Nobody comes out of this smelling of roses.  I have most sympathy for the cast, who, while all awful to various degrees, have at least proved the aphorism that you can't make a silk purse out of a sow's ear.  Everything is mired in histrionics, as if the director just doesn't know when to stop telling his cast to go bigger.  The result is series of caricature performances that more closely resemble a night at Madame JoJo's Tranny Shack than any realistic portrait of femininity.  Rubbing salt into the wound is that most of this is delivered in embarrassingly bad Dick van Dyke-ish cockney accents.  The nicest thing I can say is that the women are fascinatingly bad, as opposed to the male performances, which are just regular brand bad.

But I suppose there's only so much you can do with a dog of a script that goes nowhere and says nothing.  This is excruciatingly bad dialogue, apparently assembled Burroughs-style by cutting up The Big Book of Victorian Sex Slang (or maybe just a dog-eared copy of From Hell) tossing the pieces into the air and seeing what random configurations they end up in.  So you have characters endlessly banging on about "bubbies" or,  memorably, their "south-mouth" *shudder*.  The quiet nadir is a short line late in the play where one character yells "you ungrateful ingrate!".  Think about this for a second, and realise that it got through (presumably) many script re-writes and at least one previous production without anybody pointing out just how dumb it is.

That said, picking out specific lines is a fool's errand: it's all bad.  The basic tone of the script is equivalent to something you'd expect to see sprouting from the first months of a drama degree.  The swearing and sex feels adolescently gleeful, as if the writers have just left school and sniggeringly realised that without their teachers looking over their shoulder nobody can stop them saying fuck, cunt, shit and piss as much as they want.

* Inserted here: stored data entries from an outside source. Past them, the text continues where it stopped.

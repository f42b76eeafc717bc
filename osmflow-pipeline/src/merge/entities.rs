//! Merge two element snapshots covering overlapping data.

use osmflow_core::{Entity, EntityContainer};

use super::{ConflictResolutionMethod, MergeJoin};

/// Joins two element streams, resolving elements present on both sides with
/// a [`ConflictResolutionMethod`].
///
/// When both inputs carry a bound, the output bound covers both rectangles
/// and keeps the winning side's origin.
#[derive(Debug, Clone, Copy, Default)]
pub struct EntityMerger {
    method: ConflictResolutionMethod,
}

impl EntityMerger {
    /// A merger resolving conflicts with `method`.
    #[must_use]
    pub const fn new(method: ConflictResolutionMethod) -> Self {
        Self { method }
    }

    /// The conflict policy in force.
    #[must_use]
    pub const fn method(&self) -> ConflictResolutionMethod {
        self.method
    }
}

impl MergeJoin for EntityMerger {
    type Left = EntityContainer;
    type Right = EntityContainer;
    type Output = EntityContainer;

    fn left_only(&mut self, first: EntityContainer) -> Option<EntityContainer> {
        Some(first)
    }

    fn right_only(&mut self, second: EntityContainer) -> Option<EntityContainer> {
        Some(second)
    }

    fn matched(&mut self, first: EntityContainer, second: EntityContainer) -> Option<EntityContainer> {
        let keep_first = self
            .method
            .keeps_first(first.timestamp(), second.timestamp());
        if let (Entity::Bound(a), Entity::Bound(b)) = (first.entity(), second.entity()) {
            let merged = if keep_first { a.union(b) } else { b.union(a) };
            return Some(EntityContainer::new(Entity::Bound(merged)));
        }
        Some(if keep_first { first } else { second })
    }
}

#[cfg(test)]
mod tests {
    use super::*;
    use crate::merge::test_harness::run_merge;
    use geo::Coord;
    use osmflow_core::test_support::{bound, node, node_at, way};
    use rstest::rstest;

    #[rstest]
    #[case::second_is_newer(ConflictResolutionMethod::Timestamp, 10, 20, true)]
    #[case::first_is_newer(ConflictResolutionMethod::Timestamp, 20, 10, false)]
    #[case::tie_goes_to_second(ConflictResolutionMethod::Timestamp, 15, 15, true)]
    #[case::latest_source_ignores_time(ConflictResolutionMethod::LatestSource, 20, 10, true)]
    fn resolves_shared_identifiers(
        #[case] method: ConflictResolutionMethod,
        #[case] first_secs: i64,
        #[case] second_secs: i64,
        #[case] second_wins: bool,
    ) {
        let first = node_at(5, 1, first_secs);
        let second = node_at(5, 2, second_secs);
        let output = run_merge(EntityMerger::new(method), vec![first.clone()], vec![second.clone()])
            .expect("merge succeeds");
        let expected = if second_wins { second } else { first };
        assert_eq!(output, vec![expected]);
    }

    #[rstest]
    fn one_sided_elements_pass_through_in_order() {
        let output = run_merge(
            EntityMerger::default(),
            vec![node(1, 1), node(3, 1), way(2, 1, &[])],
            vec![node(2, 1), way(1, 1, &[])],
        )
        .expect("merge succeeds");
        assert_eq!(
            output,
            vec![node(1, 1), node(2, 1), node(3, 1), way(1, 1, &[]), way(2, 1, &[])]
        );
    }

    #[rstest]
    fn bounds_on_both_sides_are_unioned() {
        let output = run_merge(
            EntityMerger::new(ConflictResolutionMethod::LatestSource),
            vec![bound(0.0, 0.0, 1.0, 1.0)],
            vec![bound(2.0, -1.0, 3.0, 0.5)],
        )
        .expect("merge succeeds");
        let [merged] = output.as_slice() else {
            panic!("expected exactly one bound, got {output:?}");
        };
        let Entity::Bound(merged) = merged.entity() else {
            panic!("expected a bound, got {merged:?}");
        };
        assert_eq!(merged.rect.min(), Coord { x: 0.0, y: -1.0 });
        assert_eq!(merged.rect.max(), Coord { x: 3.0, y: 1.0 });
    }
}
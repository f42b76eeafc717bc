//! Entry point for the command-line interface.
#![forbid(unsafe_code)]

fn main() {
    if let Err(err) = osmflow_cli::run() {
        eprintln!("osmflow: {err}");
        std::process::exit(1);
    }
}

If there was one thing that I expected to at minimum to be passable it was the stage fighting.  After all, you don't stage a play about bare knuckle boxing without having a decent handle on how to convincingly clean someone's clock on stage.  Anyway, Ed Young, the fight director (and co-writer and actor), describes himself as a "specialist in combat for stage and screen".  After seeing Hiraeth Artistic Production's Hamlet at the Riverside Theatre recently and being deeply impressed by how tangible those blows were, I was primed for something special here.  This didn't hold a candle to it, being painfully over-choreographed without any sense of impact or reaction, more like watching a slow motion rehearsal of the real thing.  The one-on-one fights aren't so bad (and there's an argument that some of it is supposed to be playfighting), but the only reaction the final brawl drew from the audience was an embarrassed chuckle.

Finally a short word on set and costumes.  While obviously working from a restricted budget, they're (I guess predictably by this point in the review) dire.  All I'll say about the scenery is that it looks like someone has raided a skip and scattered the contents haphazardly around the stage.  As for the costumes, in a cost-cutting measure they've decked the male characters out in black rubber wellies.  As they clomp around the stage they look less like historical n'er do wells and more like they're down the farmer's market hocking expensive cheese. (The nicest thing I can say about the production is that the women's costumes are basically okay.)

From top to bottom, from side to side, any way you look at it, Punching Jane sucks - the only prostitution going on here is that of the cast's respective talents. Most tellingly of all, despite us being informed that this would be a 90 minute show with an interval, they just ploughed straight the whole thing in one go.  The only reason I can see for doing this is the fear that if they did have an interval, the majority of the audience would seize the opportunity to make a discreet exit.  I certainly would have.  This is hands down the worst play I've seen all year.

Punching Jane is at the Courtyard Theatre until 29th June, 19:30. Tickets £14/£11 (conc).